Digestible is blog consisting of bite-sized essays, illustrations, and lists on any subject that comes to mind.  The topics tend to circle back to music, movies, and my own personal experiences.  

Toys From the Past - G.I. Joe

Toys From the Past - G.I. Joe

If you were a boy in the early ’70s, you had a G.I. Joe - it was standard issue. Your parents received a kit from the hospital after your birth that included these items: one Tonka truck, NERF basketball w/hoop, Crayola 64 crayon box w/sharpener, Play-Doh Fun Factory, Hot Wheels w/track, Lincoln Logs, Frisbee, and the aforementioned G.I. Joe. With these tools, you could cut a path through childhood. It was all you really needed.

The old-school Joes were fully posable, meaning they had so many joints that they seldom looked natural. You would routinely find one at the bottom of the toy box in some nightmarish pose. He was big - 12 inches of fighting machine, which is roughly one-third of a kid’s size. Joe was also tough. He had a scar and hadn’t shaved in days, resulting in very cool, tactile facial hair. Since we were a good decade and a half from being able to produce a beard, this was a source of fascination. He did not smile - no time, he had a job to do, and it apparently involved a lot of killing. There was an assortment of weaponry that would fit into his “Kung-Fu Grip”, the same grip he would employ to steer his military vehicles through war-torn countries and living rooms.

I was never comfortable dressing him, however. It made the experience seem too much like playing with dolls, but he wasn’t a doll, do you hear me?! Dolls were things that girls played with that would cry, wet themselves, or close their eyes. Joe was a bad-ass. He would make his enemies cry, wet themselves, and close their eyes - forever. Okay, he was a doll. So is a tin soldier or a plastic dinosaur, big deal, I’m okay with it.

We also had a “Big Jim” action figure. Ironically, he was smaller than G.I. Joe. Mattel probably gave him that name to help ease any insecurities Jim might have experienced. He is described in Wikipedia as being “an average Caucasian male with no other distinguishing characteristic, except having a permanent good attitude and joy for life.” I suppose there was a certain joie de vivre about him, however, that doesn’t mean he was a pushover, oh no! He could actually make a muscle! If you bent his arm, his bicep would bulge. Plus, he had a “karate chop” feature. A plastic piece of “wood” was included that he could snap in two with one swift motion. The pieces would fit back together so he could chop again and again. It seems both Joe and Jim had spent some time in the orient and used martial arts any chance they got. But, yes, Joe was still tougher. Jim was more florist than fighting soldier, yet I still liked him more, must be the pacifist in me.

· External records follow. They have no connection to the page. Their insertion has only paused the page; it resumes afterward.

//! Mission handler operations that return formatted wrapper types for the
//! Tracker.

use rand::{rngs::StdRng, SeedableRng};

use super::Tracker;
use crate::{
    display::{ClaimResult, MissionSummaries, UpdateResult},
    error::Result,
    models::{MissionDefinition, MissionKind, MissionSummary},
    params::{ClaimReward, ListMissions, MissionRef, ToggleTask, UserRef},
};

impl Tracker {
    /// Handle listing a development's missions with the resident's progress.
    ///
    /// Daily missions are a fresh sample of at most three on every call
    /// unless `params.seed` pins the draw. Evolution missions are listed in
    /// full.
    ///
    /// # Examples
    ///
    /// ```rust,no_run
    /// # use cidade_core::{params::ListMissions, MissionKind, TrackerBuilder};
    /// # async {
    /// let tracker = TrackerBuilder::new().build().await?;
    /// let params = ListMissions {
    ///     user_id: "maria".to_string(),
    ///     development_id: "cidade_inteligente".to_string(),
    ///     kind: MissionKind::Daily,
    ///     seed: Some(7),
    /// };
    /// let missions = tracker.list_missions(&params).await?;
    /// # Result::<(), cidade_core::CoreError>::Ok(())
    /// # };
    /// ```
    pub async fn list_missions(&self, params: &ListMissions) -> Result<MissionSummaries> {
        let missions = self.select_missions(params);
        self.summarize(&params.user_id, &missions).await
    }

    /// Handle listing the whole catalog with the resident's progress.
    pub async fn list_all_missions(&self, params: &UserRef) -> Result<MissionSummaries> {
        let missions = self.catalog.all_missions();
        self.summarize(&params.user_id, &missions).await
    }

    /// Handle showing one mission card.
    ///
    /// # Errors
    ///
    /// Returns `CoreError::MissionNotFound` for an ID missing from the
    /// catalog.
    pub async fn show_mission(&self, params: &MissionRef) -> Result<MissionSummary> {
        let definition = self.mission_definition(params.mission_id)?;
        let progress = self.get_progress(&params.user_id, &[definition]).await?;

        Ok(MissionSummary::new(
            definition.clone(),
            progress.into_iter().next().flatten().as_ref(),
        ))
    }

    /// Handle flipping one task, returning the updated card and the change
    /// made. Toggles on a claimed mission change nothing and report no
    /// changes.
    ///
    /// # Errors
    ///
    /// Returns `CoreError::MissionNotFound` for an unknown mission and
    /// `CoreError::InvalidArgument` for an out-of-range task index.
    pub async fn toggle_task(&self, params: &ToggleTask) -> Result<UpdateResult<MissionSummary>> {
        let definition = self.mission_definition(params.mission_id)?;
        let progress = self
            .flip_task(&params.user_id, definition, params.task_index)
            .await?;

        let mut changes = Vec::new();
        if !progress.is_claimed() {
            if let Some(task) = definition.tasks.get(params.task_index) {
                let done = progress
                    .tasks
                    .get(params.task_index)
                    .copied()
                    .unwrap_or(false);
                changes.push(format!(
                    "Task {} '{task}' marked {}",
                    params.task_index,
                    if done { "done" } else { "not done" }
                ));
            }
        }

        Ok(UpdateResult::with_changes(
            MissionSummary::new(definition.clone(), Some(&progress)),
            changes,
        ))
    }

    /// Handle claiming a completed mission's reward.
    ///
    /// # Errors
    ///
    /// Returns `CoreError::AlreadyClaimed` when the reward was collected
    /// before, `CoreError::NotCompletable` while tasks remain and
    /// `CoreError::MissionNotFound` for an unknown mission.
    pub async fn claim_reward(&self, params: &ClaimReward) -> Result<ClaimResult> {
        let definition = self.mission_definition(params.mission_id)?;
        let receipt = self
            .record_claim(&params.user_id, definition, params.claimant())
            .await?;

        let summary = MissionSummary::new(definition.clone(), Some(&receipt.progress));
        Ok(ClaimResult::new(summary, receipt))
    }

    /// Handle reading a resident's points balance.
    pub async fn user_points(&self, params: &UserRef) -> Result<u64> {
        self.points_of(&params.user_id).await
    }

    fn select_missions(&self, params: &ListMissions) -> Vec<&MissionDefinition> {
        let development_id = params.development_id.as_str();
        match (params.kind, params.seed) {
            (MissionKind::Daily, Some(seed)) => self
                .catalog
                .daily_missions_for(development_id, &mut StdRng::seed_from_u64(seed)),
            (MissionKind::Daily, None) => self
                .catalog
                .daily_missions_for(development_id, &mut rand::thread_rng()),
            (MissionKind::Evolution, _) => self.catalog.evolution_missions_for(development_id),
        }
    }

    async fn summarize(
        &self,
        user_id: &str,
        missions: &[&MissionDefinition],
    ) -> Result<MissionSummaries> {
        let progress = self.get_progress(user_id, missions).await?;

        Ok(MissionSummaries(
            missions
                .iter()
                .zip(progress)
                .map(|(mission, stored)| MissionSummary::new((*mission).clone(), stored.as_ref()))
                .collect(),
        ))
    }
}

My action figure phase didn’t last long. The new G.I. Joe’s got smaller as I got bigger until they eventually disappeared from view. The 80s Joes that came along later were a strictly commercial enterprise with advertising tie-ins to their animated TV shows. We didn’t sit inside and watch a cartoon version, we embraced it as a lifestyle that we took into the outside world, culminating in neighborhood gunfights, sandwich bags filled with dirt that you would throw and watch explode into a filthy cloud, and loud, dramatic, sprawling death scenes when your number was up.

All but the most psychotic of children grow out of this phase. The others are still left playing with guns into adulthood and beyond. These are the sad casualties of the pretend wars of childhood. My generation didn’t go to any real wars, so some were left to invent their own. Steer clear of these poor souls just as you would avoid a grown man who still obsessively plays with his Play-Doh Fun Factory. They are still living in a juvenile world of fantasy.